[Task brief]: Search the listing for the word "Duration" and say how many lines have it, nothing besides.

----

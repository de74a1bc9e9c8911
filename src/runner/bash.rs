//! Shell execution for bash transformations
//!
//! Every pin is written as a file named after the pin in a fresh working
//! directory. The result is the `RESULT` file if the script creates one,
//! and its stdout otherwise.

use std::collections::BTreeMap;
use std::path::{Path, PathBuf};
use std::process::{Command, Output, Stdio};

use anyhow::Context;
use serde_json::Value as Json;
use tracing::debug;

use super::{RunContext, RunInput};
use crate::checksum::Checksum;
use crate::codec::{Celltype, Value};
use crate::error::{Result, SeamlessError};

const RESULT_FILE: &str = "RESULT";

/// Mount point of the working directory inside a container
const CONTAINER_WORKDIR: &str = "/seamless";

/// Container image and extra `docker run` arguments
#[derive(Debug, Clone, PartialEq)]
pub struct DockerSpec {
    pub image: String,
    pub args: Vec<String>,
}

impl DockerSpec {
    /// Read `{"name": ..., "options": {"args": [...]}}` as found in an environment
    pub fn from_env(docker: &Json) -> Result<Self> {
        let image = docker
            .get("name")
            .and_then(Json::as_str)
            .ok_or_else(|| SeamlessError::InvalidTransformation("docker environment without image name".into()))?
            .to_string();
        let args = docker
            .get("options")
            .map(docker_args)
            .unwrap_or_default();
        Ok(Self { image, args })
    }
}

pub(crate) fn docker_args(options: &Json) -> Vec<String> {
    options
        .get("args")
        .and_then(Json::as_array)
        .map(|args| args.iter().filter_map(Json::as_str).map(str::to_string).collect())
        .unwrap_or_default()
}

/// File content of a pin
fn pin_content(input: &RunInput) -> Vec<u8> {
    match (input.celltype, input.value.as_ref()) {
        (Celltype::Str, Value::Json(Json::String(s))) => s.as_bytes().to_vec(),
        _ => input.buffer.to_vec(),
    }
}

fn write_pins(dir: &Path, pins: &BTreeMap<String, RunInput>) -> Result<()> {
    for (name, input) in pins {
        if name.contains('/') || name.starts_with('.') {
            return Err(SeamlessError::InvalidTransformation(format!(
                "pin name '{name}' cannot be used as a file name"
            )));
        }
        std::fs::write(dir.join(name), pin_content(input))
            .with_context(|| format!("Failed to write pin file '{name}'"))?;
    }
    Ok(())
}

fn collect_result(tf_checksum: &Checksum, dir: &Path, output: Output, ctx: &RunContext) -> Result<Vec<u8>> {
    let stderr = String::from_utf8_lossy(&output.stderr).to_string();
    if !stderr.is_empty() {
        ctx.log(&stderr);
    }
    if !output.status.success() {
        let code = output.status.code().unwrap_or(-1);
        return Err(SeamlessError::Transformation {
            checksum: *tf_checksum,
            message: format!("bash transformer exited with code {code}\n{stderr}"),
        });
    }
    let result_path = dir.join(RESULT_FILE);
    if result_path.is_file() {
        ctx.log(&String::from_utf8_lossy(&output.stdout));
        return Ok(std::fs::read(&result_path)?);
    }
    if result_path.exists() {
        return Err(SeamlessError::Transformation {
            checksum: *tf_checksum,
            message: "RESULT must be a file".to_string(),
        });
    }
    Ok(output.stdout)
}

fn bash_path() -> PathBuf {
    which::which("bash").unwrap_or_else(|_| PathBuf::from("/bin/bash"))
}

/// Run a bash script against the given pins
pub fn run_bash(
    tf_checksum: &Checksum,
    script: &str,
    pins: &BTreeMap<String, RunInput>,
    ctx: &RunContext,
) -> Result<Vec<u8>> {
    let workdir = tempfile::tempdir()?;
    write_pins(workdir.path(), pins)?;

    debug!(checksum = %tf_checksum.short(), pins = pins.len(), "Running bash transformer");
    let output = Command::new(bash_path())
        .arg("-c")
        .arg(script)
        .current_dir(workdir.path())
        .stdin(Stdio::null())
        .output()
        .context("Failed to spawn bash")?;
    collect_result(tf_checksum, workdir.path(), output, ctx)
}

/// Run a bash script inside a container, with the pins mounted as the working directory
pub fn run_bash_docker(
    tf_checksum: &Checksum,
    docker: &DockerSpec,
    script: &str,
    pins: &BTreeMap<String, RunInput>,
    ctx: &RunContext,
) -> Result<Vec<u8>> {
    let workdir = tempfile::tempdir()?;
    write_pins(workdir.path(), pins)?;

    let docker_bin = which::which("docker").map_err(|e| SeamlessError::Transformation {
        checksum: *tf_checksum,
        message: format!("docker is not available: {e}"),
    })?;
    let mount = format!("{}:{}", workdir.path().display(), CONTAINER_WORKDIR);

    debug!(checksum = %tf_checksum.short(), image = %docker.image, "Running bash transformer in container");
    let output = Command::new(docker_bin)
        .args(["run", "--rm", "-v", &mount, "-w", CONTAINER_WORKDIR])
        .args(&docker.args)
        .arg(&docker.image)
        .args(["bash", "-c", script])
        .stdin(Stdio::null())
        .output()
        .context("Failed to spawn docker")?;
    collect_result(tf_checksum, workdir.path(), output, ctx)
}

#[cfg(test)]
mod tests {
    use super::*;
    use crate::checksum::calculate_checksum;
    use serde_json::json;
    use std::sync::atomic::AtomicBool;
    use std::sync::Arc;

    fn input(celltype: Celltype, buffer: &'static [u8], value: Value) -> RunInput {
        RunInput {
            celltype,
            subcelltype: None,
            checksum: calculate_checksum(buffer),
            buffer: bytes::Bytes::from_static(buffer),
            value: Arc::new(value),
        }
    }

    fn ctx() -> RunContext {
        RunContext::new(calculate_checksum(b"tf"), Arc::new(AtomicBool::new(false)))
    }

    #[test]
    fn test_stdout_is_the_result() {
        let mut pins = BTreeMap::new();
        pins.insert("a".to_string(), input(Celltype::Int, b"2\n", Value::Json(json!(2))));
        pins.insert(
            "name".to_string(),
            input(Celltype::Str, b"\"world\"\n", Value::Json(json!("world"))),
        );
        let out = run_bash(&calculate_checksum(b"tf"), "echo $(cat a) $(cat name)", &pins, &ctx()).unwrap();
        assert_eq!(out, b"2 world\n");
    }

    #[test]
    fn test_result_file_wins_over_stdout() {
        let pins = BTreeMap::new();
        let context = ctx();
        let out = run_bash(
            &calculate_checksum(b"tf"),
            "echo noise; printf done > RESULT",
            &pins,
            &context,
        )
        .unwrap();
        assert_eq!(out, b"done");
        assert_eq!(context.take_logs(), "noise\n");
    }

    #[test]
    fn test_failure_reports_exit_code() {
        let err = run_bash(&calculate_checksum(b"tf"), "echo bad >&2; exit 3", &BTreeMap::new(), &ctx())
            .unwrap_err();
        let message = err.to_string();
        assert!(message.contains("code 3"));
        assert!(message.contains("bad"));
    }

    #[test]
    fn test_docker_spec_from_env() {
        let spec = DockerSpec::from_env(&json!({"name": "ubuntu", "options": {"args": ["--network", "none"]}}))
            .unwrap();
        assert_eq!(spec.image, "ubuntu");
        assert_eq!(spec.args, vec!["--network", "none"]);
        assert!(DockerSpec::from_env(&json!({})).is_err());
    }
}
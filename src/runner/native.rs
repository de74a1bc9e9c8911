use std::collections::HashMap;
use std::sync::{Arc, RwLock};

use tracing::debug;

use super::{LanguageRunner, RunContext, RunJob};
use crate::codec::Value;
use crate::error::{Result, SeamlessError};

/// A registered Rust function
pub type NativeFn = Arc<dyn Fn(&RunJob, &RunContext) -> Result<Value> + Send + Sync>;

/// Runs functions registered by name; the code of a native transformation is that name
#[derive(Default)]
pub struct NativeRunner {
    functions: RwLock<HashMap<String, NativeFn>>,
}

impl NativeRunner {
    pub fn new() -> Self {
        Self::default()
    }

    pub fn register<F>(&self, name: impl Into<String>, function: F)
    where
        F: Fn(&RunJob, &RunContext) -> Result<Value> + Send + Sync + 'static,
    {
        let name = name.into();
        debug!(function = %name, "Registered native function");
        self.functions
            .write()
            .unwrap_or_else(|e| e.into_inner())
            .insert(name, Arc::new(function));
    }

    pub fn contains(&self, name: &str) -> bool {
        self.functions
            .read()
            .unwrap_or_else(|e| e.into_inner())
            .contains_key(name)
    }

    fn lookup(&self, name: &str) -> Option<NativeFn> {
        self.functions
            .read()
            .unwrap_or_else(|e| e.into_inner())
            .get(name)
            .cloned()
    }
}

impl LanguageRunner for NativeRunner {
    fn language(&self) -> &'static str {
        "native"
    }

    fn run(&self, job: &RunJob, ctx: &RunContext) -> Result<Value> {
        let name = job.code.trim();
        let function = self.lookup(name).ok_or_else(|| SeamlessError::Transformation {
            checksum: job.tf_checksum,
            message: format!("no native function named '{name}'"),
        })?;
        function(job, ctx)
    }
}

#[cfg(test)]
mod tests {
    use super::*;
    use crate::checksum::calculate_checksum;
    use crate::codec::Celltype;
    use crate::runner::RunInput;
    use crate::transformation::OutputPin;
    use serde_json::json;
    use std::collections::BTreeMap;
    use std::sync::atomic::AtomicBool;

    fn job(code: &str, a: i64) -> RunJob {
        let mut inputs = BTreeMap::new();
        inputs.insert(
            "a".to_string(),
            RunInput {
                celltype: Celltype::Int,
                subcelltype: None,
                checksum: calculate_checksum(b"a"),
                buffer: bytes::Bytes::from_static(b"a"),
                value: Arc::new(Value::Json(json!(a))),
            },
        );
        RunJob {
            tf_checksum: calculate_checksum(b"tf"),
            language: "native".to_string(),
            code: code.to_string(),
            inputs,
            output: OutputPin::new("result", Celltype::Int),
            env: None,
            meta: None,
        }
    }

    #[test]
    fn test_registered_function_runs() {
        let runner = NativeRunner::new();
        runner.register("double", |job: &RunJob, _ctx: &RunContext| {
            Ok(Value::Json(json!(job.i64("a")? * 2)))
        });
        let ctx = RunContext::new(calculate_checksum(b"tf"), Arc::new(AtomicBool::new(false)));
        let value = runner.run(&job("double\n", 21), &ctx).unwrap();
        assert_eq!(value, Value::Json(json!(42)));
    }

    #[test]
    fn test_unknown_function_fails() {
        let runner = NativeRunner::new();
        let ctx = RunContext::new(calculate_checksum(b"tf"), Arc::new(AtomicBool::new(false)));
        let err = runner.run(&job("missing", 1), &ctx).unwrap_err();
        assert!(err.to_string().contains("missing"));
    }
}
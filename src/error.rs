use std::time::Duration;

use thiserror::Error;

use crate::checksum::Checksum;

/// Errors surfaced by the cache and execution engine
#[derive(Error, Debug)]
pub enum SeamlessError {
    #[error("invalid checksum: {0}")]
    InvalidChecksum(String),

    /// Checksum is known but its buffer cannot be obtained from any tier
    #[error("cache miss: {0}")]
    CacheMiss(Checksum),

    #[error("checksum mismatch: expected {expected}, buffer hashes to {actual}")]
    ChecksumMismatch { expected: Checksum, actual: Checksum },

    #[error("cannot convert {celltype} value: {reason}")]
    Codec { celltype: String, reason: String },

    #[error("invalid transformation: {0}")]
    InvalidTransformation(String),

    /// Recorded execution failure of a transformation
    #[error("transformation {checksum} failed: {message}")]
    Transformation { checksum: Checksum, message: String },

    #[error("unknown transformation result for {0}")]
    UnknownTransformation(Checksum),

    #[error("transformation {checksum} is still referenced by {referrers} transformer(s)")]
    StillReferenced { checksum: Checksum, referrers: usize },

    #[error("database refused request ({status}): {text}")]
    DatabaseRefused { status: u16, text: String },

    #[error("no language runner registered for '{0}'")]
    UnknownLanguage(String),

    #[error("cannot contact any {service} server")]
    Connection { service: String },

    #[error("delegated transformation {checksum} did not finish within {timeout:?}")]
    DelegationTimeout { checksum: Checksum, timeout: Duration },

    #[error("transformation {0} was hard-cancelled")]
    HardCancelled(Checksum),

    /// Blocking entry point used from inside a running tokio runtime
    #[error("{0} cannot be called from inside a running event loop")]
    InsideRuntime(&'static str),

    #[error("recursive submission of transformation {0}")]
    Recursion(Checksum),

    #[error("service has been shut down")]
    Shutdown,

    #[error("I/O error: {0}")]
    Io(#[from] std::io::Error),

    #[error("JSON error: {0}")]
    Json(#[from] serde_json::Error),

    #[error(transparent)]
    Other(#[from] anyhow::Error),
}

impl SeamlessError {
    pub fn codec(celltype: impl Into<String>, reason: impl std::fmt::Display) -> Self {
        Self::Codec {
            celltype: celltype.into(),
            reason: reason.to_string(),
        }
    }

    /// Errors that a caller may recover from by fingertipping or retrying
    pub fn is_cache_miss(&self) -> bool {
        matches!(self, Self::CacheMiss(_))
    }
}

pub type Result<T> = std::result::Result<T, SeamlessError>;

----

[Exercise response]: 2